La Gaule à ton nectar dut sa gaieté brillante.
Le charme des festins est le sel des bons mots,
L'art d'écarter les soins et d'oublier les maux.

Mais déjà vers la vigne un grand peuple s'avance;
Il s'y déploie en ordre, et le travail commence ;
Le vieillard que conduit l'espoir du vin nouveau,
Arrivé plein de joie au penchant du coteau,
Y voit l'heureux Lindor et Lisette charmée
Trancher au même cep la grappe parfumée;
Ils chantent leurs amours et le dieu des raisins.
Une troupe à leur voix répond des monts voisins :
Plus loin le tambourin, le fifre et la trompette
Font entendre des airs que le vallon répète.
Cependant les chansons, les cris du vendangeur,
Fixent sur le coteau les regards du chasseur.
Mais le travail s'avance, et les grappes vermeilles
S'élevant en monceau dans de vastes corbeilles,
Colin, le corps penché sur ses genoux tremblants,
De la vigne au cellier les transporte à pas lents:
Une foule d'enfants autour de lui s'empresse,
Et l'annonce de loin par des cris d'allégresse.
Tandis que le raisin sous la poutre est placé,
Qu'un jus brillant et pur dans la cuve est lancé,
Que d'avides buveurs y plongent la fougère1,
Où monte en pétillant une mousse légère,
Sur les monts du couchant tombe l'astre du jour.
Le peuple se rassemble, il hâte son retour;
Il arrive, ô Bacchus, en chantant tes louanges.
Il danse autour du char qui porte les vendanges;
Ce char est couronné de fleurs et de rameaux;
Et la grappe en festons pend au front des taureaux.
Le plaisir turbulent, la joie immodérée,

Des heureux vendangeurs terminent la journée.
(Les Saisons.)

4. Le verre.

L'orage.

On voit à l'horizon de deux points opposés
Des nuages monter dans les airs embrasés.
On les voit s'épaissir, s'élever et s'étendre;
D'un tonnerre éloigné le bruit s'est fait entendre:
Les flots en ont frémi, l'air en est ébranlé,
Et le long du vallon le feuillage a tremblé.
Les monts ont prolongé le lugubre murmure,
Dont le son lent et sourd attriste la nature.
Il succède à ce bruit un calme plein d'horreur,
Et la terre en silence attend dans la terreur.
Des monts et des rochers le vaste amphithéâtre
Disparaît tout à coup sous un voile grisâtre :
Le nuage élargi les couvre de ses flancs;
Il pèse sur les airs tranquilles et brûlants.

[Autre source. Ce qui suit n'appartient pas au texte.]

fn parse_track_row(
    record: &StringRecord,
    header_map: &HashMap<String, usize>,
) -> Result<TrackRow, String> {
    let id = get_required(record, header_map, "id")?.to_string();
    let popularity = parse_f64(get_required(record, header_map, "popularity")?)?;
    let duration_ms = parse_f64(get_required(record, header_map, "duration_ms")?)?;
    let explicit = parse_bool(get_required(record, header_map, "explicit")?)?;
    let danceability = parse_f64(get_required(record, header_map, "danceability")?)?;
    let energy = parse_f64(get_required(record, header_map, "energy")?)?;
    let key = parse_i64(get_required(record, header_map, "key")?)?;
    let loudness = parse_f64(get_required(record, header_map, "loudness")?)?;
    let speechiness = parse_f64(get_required(record, header_map, "speechiness")?)?;
    let instrumentalness = parse_f64(get_required(record, header_map, "instrumentalness")?)?;
    let liveness = parse_f64(get_required(record, header_map, "liveness")?)?;
    let valence = parse_f64(get_required(record, header_map, "valence")?)?;
    let tempo = parse_f64(get_required(record, header_map, "tempo")?)?;
    let time_signature = parse_i64(get_required(record, header_map, "time_signature")?)?;
    let release_year = parse_release_year(get_required(record, header_map, "release_date")?)?;

    let artists_raw = get_optional(record, header_map, "id_artists")
        .or_else(|| get_optional(record, header_map, "artists"))
        .ok_or_else(|| "Missing artist id list.".to_string())?;
    let artist_ids = parse_artist_ids(artists_raw);
    if artist_ids.is_empty() {
        return Err("Empty artist id list.".to_string());
    }

    Ok(TrackRow {
        id,
        popularity,
        duration_ms,
        explicit,
        danceability,
        energy,
        key,
        loudness,
        speechiness,
        instrumentalness,
        liveness,
        valence,
        tempo,
        time_signature,
        release_year,
        artist_ids,
    })
}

Mais des traits enflammés ont sillonné la nue,
Et la foudre, en grondant, roule dans l'étendue;
Elle redouble, vole, éclate dans les airs;
La nuit est plus profonde, et de vastes éclairs
En font sortir sans cesse un jour pâle et livide.
Du couchant ténébreux s'élance un vent rapide,
Qui tourne sur la plaine, et, rasant les sillons,
Enlève un sable noir qu'il roule en tourbillons.
Ce nuage nouveau, ce torrent de poussière,
Dérobe à la campagne un reste de lumière.
La peur, l'airain sonnant, dans les temples sacrés
Font entrer à grands flots les peuples égarés.
Grand Dieu! vois à tes pieds leur foule consternée
Te demander le prix des travaux de l'année.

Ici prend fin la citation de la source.